Study of infrared photodetectors with wavelength extension mechanism

Abstract The III-V semiconductor heterostructure-based photodetectors have been studied extensively for infrared detection, from near-infrared (NIR) to far-infrared (FIR) region. Due to the mature material system, GaAs/Al x Ga 1-x As heterostructures are attractive options for development of infrared detectors. The conventional rule of photodetection, λ t = h c / Δ , determines the wavelength threshold ( λ t ) of spectral photoresponse, where Δ is the minimum energy gap of the material, or the interfacial energy gap of the heterostructure.

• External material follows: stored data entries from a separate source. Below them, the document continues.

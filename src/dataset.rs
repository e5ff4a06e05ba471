use super::*;

/// The point set X: N points of a common dimension d.
///
/// Construction rejects empty input, zero-dimensional or ragged rows, and
/// non-finite coordinates, so every later stage can assume a well-formed,
/// finite N × d array.
#[derive(Debug, Clone, PartialEq)]
pub struct Dataset {
    points: Vec<Point>,
}

impl Dataset {
    /// Number of points.
    pub fn n(&self) -> usize {
        self.points.len()
    }
    /// Dimension of every point.
    pub fn d(&self) -> usize {
        self.points[0].d()
    }
    pub fn points(&self) -> &[Point] {
        &self.points
    }
    pub fn point(&self, i: usize) -> &Point {
        &self.points[i]
    }
    /// Mean of all points.
    pub fn mean(&self) -> Point {
        self.points
            .iter()
            .fold(Point::zeros(self.d()), Point::absorb)
            .divide(self.n() as Coordinate)
    }
}

impl TryFrom<Vec<Point>> for Dataset {
    type Error = BalanceError;
    fn try_from(points: Vec<Point>) -> Result<Self, Self::Error> {
        let d = points
            .first()
            .map(Point::d)
            .ok_or_else(|| BalanceError::InvalidArgument("empty point set".into()))?;
        if d == 0 {
            return Err(BalanceError::InvalidArgument(
                "points must have at least one coordinate".into(),
            ));
        }
        if let Some((i, p)) = points.iter().enumerate().find(|(_, p)| p.d() != d) {
            return Err(BalanceError::InvalidArgument(format!(
                "point {} has {} coordinates, expected {}",
                i,
                p.d(),
                d
            )));
        }
        if let Some(i) = points.iter().position(|p| !p.is_finite()) {
            return Err(BalanceError::InvalidArgument(format!(
                "point {} has a non-finite coordinate",
                i
            )));
        }
        if !Self::bounded(&points, d) {
            return Err(BalanceError::InvalidArgument(
                "coordinates span too wide a range for finite squared distances".into(),
            ));
        }
        Ok(Self { points })
    }
}

impl Dataset {
    /// Cluster sums need N·max|x| finite on every axis. Costs and the
    /// solver's potentials need N·diameter² finite, with headroom.
    fn bounded(points: &[Point], d: usize) -> bool {
        let n = points.len() as Energy;
        let mut diameter = 0.;
        for j in 0..d {
            let (lo, hi) = points
                .iter()
                .map(|p| p.coordinates()[j])
                .fold((Coordinate::INFINITY, Coordinate::NEG_INFINITY), |(lo, hi), x| {
                    (lo.min(x), hi.max(x))
                });
            if !(n * lo.abs().max(hi.abs())).is_finite() {
                return false;
            }
            diameter += (hi - lo) * (hi - lo);
        }
        (4. * n * diameter).is_finite()
    }
}

impl TryFrom<Vec<Vec<Coordinate>>> for Dataset {
    type Error = BalanceError;
    fn try_from(rows: Vec<Vec<Coordinate>>) -> Result<Self, Self::Error> {
        Self::try_from(rows.into_iter().map(Point::from).collect::<Vec<_>>())
    }
}

impl TryFrom<&[&[Coordinate]]> for Dataset {
    type Error = BalanceError;
    fn try_from(rows: &[&[Coordinate]]) -> Result<Self, Self::Error> {
        Self::try_from(rows.iter().copied().map(Point::from).collect::<Vec<_>>())
    }
}

#[cfg(test)]
mod tests {
    use super::*;
    #[test]
    fn rejects_empty() {
        let rows: Vec<Vec<Coordinate>> = vec![];
        assert!(matches!(
            Dataset::try_from(rows),
            Err(BalanceError::InvalidArgument(_))
        ));
    }
    #[test]
    fn rejects_ragged_rows() {
        let rows = vec![vec![1., 2.], vec![3.]];
        assert!(matches!(
            Dataset::try_from(rows),
            Err(BalanceError::InvalidArgument(_))
        ));
    }
    #[test]
    fn rejects_zero_dimension() {
        let rows: Vec<Vec<Coordinate>> = vec![vec![], vec![]];
        assert!(matches!(
            Dataset::try_from(rows),
            Err(BalanceError::InvalidArgument(_))
        ));
    }
    #[test]
    fn rejects_non_finite() {
        let rows = vec![vec![1., 2.], vec![Coordinate::NAN, 0.]];
        assert!(matches!(
            Dataset::try_from(rows),
            Err(BalanceError::InvalidArgument(_))
        ));
    }
    #[test]
    fn mean_of_points() {
        let dataset = Dataset::try_from(vec![vec![0., 0.], vec![2., 4.], vec![4., 2.]]).unwrap();
        assert_eq!(dataset.n(), 3);
        assert_eq!(dataset.d(), 2);
        assert_eq!(dataset.mean(), Point::from(vec![2., 2.]));
    }
    #[test]
    fn rejects_overflowing_spread() {
        let rows = vec![vec![1e200], vec![-1e200], vec![0.]];
        assert!(matches!(
            Dataset::try_from(rows),
            Err(BalanceError::InvalidArgument(_))
        ));
    }
    #[test]
    fn rejects_overflowing_sums() {
        let rows = vec![vec![1e308], vec![1e308]];
        assert!(matches!(
            Dataset::try_from(rows),
            Err(BalanceError::InvalidArgument(_))
        ));
    }
    #[test]
    fn accepts_large_but_safe_coordinates() {
        let rows = vec![vec![1e100, -3.], vec![-1e100, 4.]];
        assert!(Dataset::try_from(rows).is_ok());
    }
}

In recent studies on the p-GaAs/Al x Ga 1-x As heterostructure-based infrared photodetectors, spectral threshold limit due to Δ has been overcome owing to a detection mechanism arising from the hot-carrier effect driven extended wavelength photoresponse mechanism. It has been experimentally observed that a detector with a conventional spectral threshold of ∼3.1 μm shows an extended wavelength threshold of up to ∼ 68 μm. An important advantage of the wavelength extension mechanism is the lower dark current, which is determined by the designed Δ. Dark current fittings obtained from a 3D carrier drift model closely agree with experimentally measured dark current. A barrier energy offset ( δE v ) between Al x Ga 1-x As barriers is found to be necessary for the spectral extension mechanism.